◆ Your assignment: Each line below is to be written out in full, exactly as shown.
[Opening Available data section]
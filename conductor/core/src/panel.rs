//! Panel Animation Loop
//!
//! The panel's side of the protocol. It applies [`PanelMessage`]s to its view
//! state and moves the sprite along a repeating track, one frame callback at
//! a time. Time is passed in as millisecond timestamps so any frame source
//! (a render loop, a test) can drive it.
//!
//! # Frame Pacing
//!
//! - Elapsed time per frame is clamped to [`MAX_STEP_MS`] so a stalled
//!   surface does not make the sprite jump.
//! - The offset wraps at `track + sprite + LOOP_MARGIN`, never less than 1.
//! - Under reduced motion frames are still requested but the sprite holds
//!   still.
//! - Once stopped, [`PanelAnimation::wants_frame`] is false and the frame
//!   source should stop calling [`PanelAnimation::step`].

use crate::config::AnimationSpeed;
use crate::messages::{MotionConfig, PanelMessage};

/// Largest elapsed time applied in one frame
pub const MAX_STEP_MS: f64 = 48.0;

/// Extra track length beyond the track and sprite widths
pub const LOOP_MARGIN: f64 = 120.0;

/// Sprite lead-in before the visible track starts
pub const VISIBLE_LEAD: f64 = 60.0;

/// Status shown while idle
pub const STANDING_BY: &str = "Standing by\u{2026}";

/// Status shown when started without a reason
pub const IN_PROGRESS: &str = "In progress\u{2026}";

/// Seconds per track cycle at normal speed
const BASE_TRACK_CYCLE_SECS: f64 = 3.6;

/// Widths of the rendered track and sprite, in pixels or cells
#[derive(Clone, Copy, Debug, Default, PartialEq)]
pub struct TrackMetrics {
    /// Track width
    pub track_width: f64,
    /// Sprite width
    pub sprite_width: f64,
}

impl TrackMetrics {
    /// Metrics from widths
    #[must_use]
    pub fn new(track_width: f64, sprite_width: f64) -> Self {
        Self {
            track_width,
            sprite_width,
        }
    }

    /// Offset at which the sprite position wraps
    #[must_use]
    pub fn loop_length(&self) -> f64 {
        (self.track_width + self.sprite_width + LOOP_MARGIN).max(1.0)
    }
}

/// What one frame did
#[derive(Clone, Copy, Debug, PartialEq)]
pub enum FrameOutcome {
    /// Not running; no further frames wanted
    Idle,
    /// Running under reduced motion; sprite unchanged
    Held,
    /// Sprite moved to this visible offset
    Moved(f64),
}

/// Toggle button presentation
#[derive(Clone, Copy, Debug, PartialEq, Eq)]
pub struct ToggleButton {
    /// Visible label
    pub label: &'static str,
    /// Accessible label
    pub aria_label: &'static str,
    /// `running` or `idle`
    pub state: &'static str,
    /// Pressed state
    pub pressed: bool,
}

impl ToggleButton {
    fn for_running(running: bool) -> Self {
        if running {
            Self {
                label: "\u{275a}\u{275a}",
                aria_label: "Stop animation",
                state: "running",
                pressed: true,
            }
        } else {
            Self {
                label: "\u{25b6}",
                aria_label: "Start animation",
                state: "idle",
                pressed: false,
            }
        }
    }
}

/// Panel-side animation state
#[derive(Clone, Debug)]
pub struct PanelAnimation {
    running: bool,
    status: String,
    speed: AnimationSpeed,
    configured_reduced: bool,
    prefers_reduced: bool,
    reduced_motion: bool,
    px_per_ms: f64,
    offset: f64,
    visible_offset: f64,
    last_timestamp: Option<f64>,
}

impl Default for PanelAnimation {
    fn default() -> Self {
        Self::new()
    }
}

impl PanelAnimation {
    /// Idle panel at normal speed
    #[must_use]
    pub fn new() -> Self {
        Self {
            running: false,
            status: STANDING_BY.to_string(),
            speed: AnimationSpeed::Normal,
            configured_reduced: false,
            prefers_reduced: false,
            reduced_motion: false,
            px_per_ms: AnimationSpeed::Normal.px_per_ms(),
            offset: 0.0,
            visible_offset: 0.0,
            last_timestamp: None,
        }
    }

    /// Apply one message from the controller
    pub fn handle_message(&mut self, message: &PanelMessage) {
        tracing::trace!(kind = message.kind(), running = self.running, "Panel message");
        match message {
            PanelMessage::Start { reason, config } => self.start(reason, Some(config)),
            PanelMessage::Stop => self.stop(None),
            PanelMessage::Config(config) => self.apply_configuration(Some(config)),
            PanelMessage::Status(text) => self.set_status(text),
        }
    }

    /// Begin moving from the start of the track
    pub fn start(&mut self, reason: &str, config: Option<&MotionConfig>) {
        self.running = true;
        self.status = if reason.is_empty() {
            IN_PROGRESS.to_string()
        } else {
            reason.to_string()
        };
        self.offset = 0.0;
        self.visible_offset = 0.0;
        self.apply_configuration(config);
        self.last_timestamp = None;
    }

    /// Stop and return the sprite home
    pub fn stop(&mut self, status: Option<&str>) {
        self.running = false;
        self.last_timestamp = None;
        self.offset = 0.0;
        self.visible_offset = 0.0;
        self.status = status.unwrap_or(STANDING_BY).to_string();
    }

    /// Merge `config` into the cached settings and re-resolve motion
    ///
    /// Fields missing from `config` keep their cached values.
    pub fn apply_configuration(&mut self, config: Option<&MotionConfig>) {
        if let Some(config) = config {
            if let Some(speed) = config.animation_speed {
                self.speed = speed;
            }
            if let Some(reduced) = config.reduced_motion {
                self.configured_reduced = reduced;
            }
        }

        self.px_per_ms = self.speed.px_per_ms();
        self.reduced_motion = self.configured_reduced || self.prefers_reduced;
        if self.reduced_motion {
            self.offset = 0.0;
            self.visible_offset = 0.0;
        }
    }

    /// External reduced-motion preference changed
    pub fn set_prefers_reduced_motion(&mut self, prefers: bool) {
        self.prefers_reduced = prefers;
        self.apply_configuration(None);
    }

    /// Replace the status line
    pub fn set_status(&mut self, text: &str) {
        self.status = text.to_string();
    }

    /// Advance one frame
    pub fn step(&mut self, timestamp_ms: f64, metrics: TrackMetrics) -> FrameOutcome {
        if !self.running {
            return FrameOutcome::Idle;
        }

        let last = *self.last_timestamp.get_or_insert(timestamp_ms);
        self.last_timestamp = Some(timestamp_ms);
        if self.reduced_motion {
            return FrameOutcome::Held;
        }

        let delta = (timestamp_ms - last).clamp(0.0, MAX_STEP_MS);
        self.offset = (self.offset + delta * self.px_per_ms) % metrics.loop_length();
        self.visible_offset = self.offset - metrics.sprite_width - VISIBLE_LEAD;
        FrameOutcome::Moved(self.visible_offset)
    }

    /// Whether the frame source should keep calling [`Self::step`]
    #[must_use]
    pub fn wants_frame(&self) -> bool {
        self.running
    }

    /// Seconds for the background track to scroll one cycle
    #[must_use]
    pub fn track_cycle_secs(&self) -> f64 {
        BASE_TRACK_CYCLE_SECS * AnimationSpeed::Normal.px_per_ms() / self.px_per_ms
    }

    /// Whether the animation is running
    #[must_use]
    pub fn is_running(&self) -> bool {
        self.running
    }

    /// Whether the panel is marked busy for assistive technology
    #[must_use]
    pub fn is_busy(&self) -> bool {
        self.running
    }

    /// Effective reduced motion
    #[must_use]
    pub fn is_reduced_motion(&self) -> bool {
        self.reduced_motion
    }

    /// Status line text
    #[must_use]
    pub fn status(&self) -> &str {
        &self.status
    }

    /// Resolved speed
    #[must_use]
    pub fn speed(&self) -> AnimationSpeed {
        self.speed
    }

    /// Track speed in pixels per millisecond
    #[must_use]
    pub fn px_per_ms(&self) -> f64 {
        self.px_per_ms
    }

    /// Raw offset along the loop
    #[must_use]
    pub fn offset(&self) -> f64 {
        self.offset
    }

    /// Sprite position relative to the visible track
    #[must_use]
    pub fn visible_offset(&self) -> f64 {
        self.visible_offset
    }

    /// Toggle button presentation
    #[must_use]
    pub fn button(&self) -> ToggleButton {
        ToggleButton::for_running(self.running)
    }
}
[Closing Available data section]
◆ Result for this exercise:
filename conductor/core/src/panel.rs
//! Panel Animation Loop
//!
//! The panel's side of the protocol. It applies [`PanelMessage`]s to its view
//! state and moves the sprite along a repeating track, one frame callback at
//! a time. Time is passed in as millisecond timestamps so any frame source
//! (a render loop, a test) can drive it.
//!
//! # Frame Pacing
//!
//! - Elapsed time per frame is clamped to [`MAX_STEP_MS`] so a stalled
//!   surface does not make the sprite jump.
//! - The offset wraps at `track + sprite + LOOP_MARGIN`, never less than 1.
//! - Under reduced motion frames are still requested but the sprite holds
//!   still.
//! - Once stopped, [`PanelAnimation::wants_frame`] is false and the frame
//!   source should stop calling [`PanelAnimation::step`].

use crate::config::AnimationSpeed;
use crate::messages::{MotionConfig, PanelMessage};

/// Largest elapsed time applied in one frame
pub const MAX_STEP_MS: f64 = 48.0;

/// Extra track length beyond the track and sprite widths
pub const LOOP_MARGIN: f64 = 120.0;

/// Sprite lead-in before the visible track starts
pub const VISIBLE_LEAD: f64 = 60.0;

/// Status shown while idle
pub const STANDING_BY: &str = "Standing by\u{2026}";

/// Status shown when started without a reason
pub const IN_PROGRESS: &str = "In progress\u{2026}";

/// Seconds per track cycle at normal speed
const BASE_TRACK_CYCLE_SECS: f64 = 3.6;

/// Widths of the rendered track and sprite, in pixels or cells
#[derive(Clone, Copy, Debug, Default, PartialEq)]
pub struct TrackMetrics {
    /// Track width
    pub track_width: f64,
    /// Sprite width
    pub sprite_width: f64,
}

impl TrackMetrics {
    /// Metrics from widths
    #[must_use]
    pub fn new(track_width: f64, sprite_width: f64) -> Self {
        Self {
            track_width,
            sprite_width,
        }
    }

    /// Offset at which the sprite position wraps
    #[must_use]
    pub fn loop_length(&self) -> f64 {
        (self.track_width + self.sprite_width + LOOP_MARGIN).max(1.0)
    }
}

/// What one frame did
#[derive(Clone, Copy, Debug, PartialEq)]
pub enum FrameOutcome {
    /// Not running; no further frames wanted
    Idle,
    /// Running under reduced motion; sprite unchanged
    Held,
    /// Sprite moved to this visible offset
    Moved(f64),
}

/// Toggle button presentation
#[derive(Clone, Copy, Debug, PartialEq, Eq)]
pub struct ToggleButton {
    /// Visible label
    pub label: &'static str,
    /// Accessible label
    pub aria_label: &'static str,
    /// `running` or `idle`
    pub state: &'static str,
    /// Pressed state
    pub pressed: bool,
}

impl ToggleButton {
    fn for_running(running: bool) -> Self {
        if running {
            Self {
                label: "\u{275a}\u{275a}",
                aria_label: "Stop animation",
                state: "running",
                pressed: true,
            }
        } else {
            Self {
                label: "\u{25b6}",
                aria_label: "Start animation",
                state: "idle",
                pressed: false,
            }
        }
    }
}

/// Panel-side animation state
#[derive(Clone, Debug)]
pub struct PanelAnimation {
    running: bool,
    status: String,
    speed: AnimationSpeed,
    configured_reduced: bool,
    prefers_reduced: bool,
    reduced_motion: bool,
    px_per_ms: f64,
    offset: f64,
    visible_offset: f64,
    last_timestamp: Option<f64>,
}

impl Default for PanelAnimation {
    fn default() -> Self {
        Self::new()
    }
}

impl PanelAnimation {
    /// Idle panel at normal speed
    #[must_use]
    pub fn new() -> Self {
        Self {
            running: false,
            status: STANDING_BY.to_string(),
            speed: AnimationSpeed::Normal,
            configured_reduced: false,
            prefers_reduced: false,
            reduced_motion: false,
            px_per_ms: AnimationSpeed::Normal.px_per_ms(),
            offset: 0.0,
            visible_offset: 0.0,
            last_timestamp: None,
        }
    }

    /// Apply one message from the controller
    pub fn handle_message(&mut self, message: &PanelMessage) {
        tracing::trace!(kind = message.kind(), running = self.running, "Panel message");
        match message {
            PanelMessage::Start { reason, config } => self.start(reason, Some(config)),
            PanelMessage::Stop => self.stop(None),
            PanelMessage::Config(config) => self.apply_configuration(Some(config)),
            PanelMessage::Status(text) => self.set_status(text),
        }
    }

    /// Begin moving from the start of the track
    pub fn start(&mut self, reason: &str, config: Option<&MotionConfig>) {
        self.running = true;
        self.status = if reason.is_empty() {
            IN_PROGRESS.to_string()
        } else {
            reason.to_string()
        };
        self.offset = 0.0;
        self.visible_offset = 0.0;
        self.apply_configuration(config);
        self.last_timestamp = None;
    }

    /// Stop and return the sprite home
    pub fn stop(&mut self, status: Option<&str>) {
        self.running = false;
        self.last_timestamp = None;
        self.offset = 0.0;
        self.visible_offset = 0.0;
        self.status = status.unwrap_or(STANDING_BY).to_string();
    }

    /// Merge `config` into the cached settings and re-resolve motion
    ///
    /// Fields missing from `config` keep their cached values.
    pub fn apply_configuration(&mut self, config: Option<&MotionConfig>) {
        if let Some(config) = config {
            if let Some(speed) = config.animation_speed {
                self.speed = speed;
            }
            if let Some(reduced) = config.reduced_motion {
                self.configured_reduced = reduced;
            }
        }

        self.px_per_ms = self.speed.px_per_ms();
        self.reduced_motion = self.configured_reduced || self.prefers_reduced;
        if self.reduced_motion {
            self.offset = 0.0;
            self.visible_offset = 0.0;
        }
    }

    /// External reduced-motion preference changed
    pub fn set_prefers_reduced_motion(&mut self, prefers: bool) {
        self.prefers_reduced = prefers;
        self.apply_configuration(None);
    }

    /// Replace the status line
    pub fn set_status(&mut self, text: &str) {
        self.status = text.to_string();
    }

    /// Advance one frame
    pub fn step(&mut self, timestamp_ms: f64, metrics: TrackMetrics) -> FrameOutcome {
        if !self.running {
            return FrameOutcome::Idle;
        }

        let last = *self.last_timestamp.get_or_insert(timestamp_ms);
        self.last_timestamp = Some(timestamp_ms);
        if self.reduced_motion {
            return FrameOutcome::Held;
        }

        let delta = (timestamp_ms - last).clamp(0.0, MAX_STEP_MS);
        self.offset = (self.offset + delta * self.px_per_ms) % metrics.loop_length();
        self.visible_offset = self.offset - metrics.sprite_width - VISIBLE_LEAD;
        FrameOutcome::Moved(self.visible_offset)
    }

    /// Whether the frame source should keep calling [`Self::step`]
    #[must_use]
    pub fn wants_frame(&self) -> bool {
        self.running
    }

    /// Seconds for the background track to scroll one cycle
    #[must_use]
    pub fn track_cycle_secs(&self) -> f64 {
        BASE_TRACK_CYCLE_SECS * AnimationSpeed::Normal.px_per_ms() / self.px_per_ms
    }

    /// Whether the animation is running
    #[must_use]
    pub fn is_running(&self) -> bool {
        self.running
    }

    /// Whether the panel is marked busy for assistive technology
    #[must_use]
    pub fn is_busy(&self) -> bool {
        self.running
    }

    /// Effective reduced motion
    #[must_use]
    pub fn is_reduced_motion(&self) -> bool {
        self.reduced_motion
    }

    /// Status line text
    #[must_use]
    pub fn status(&self) -> &str {
        &self.status
    }

    /// Resolved speed
    #[must_use]
    pub fn speed(&self) -> AnimationSpeed {
        self.speed
    }

    /// Track speed in pixels per millisecond
    #[must_use]
    pub fn px_per_ms(&self) -> f64 {
        self.px_per_ms
    }

    /// Raw offset along the loop
    #[must_use]
    pub fn offset(&self) -> f64 {
        self.offset
    }

    /// Sprite position relative to the visible track
    #[must_use]
    pub fn visible_offset(&self) -> f64 {
        self.visible_offset
    }

    /// Toggle button presentation
    #[must_use]
    pub fn button(&self) -> ToggleButton {
        ToggleButton::for_running(self.running)
    }
}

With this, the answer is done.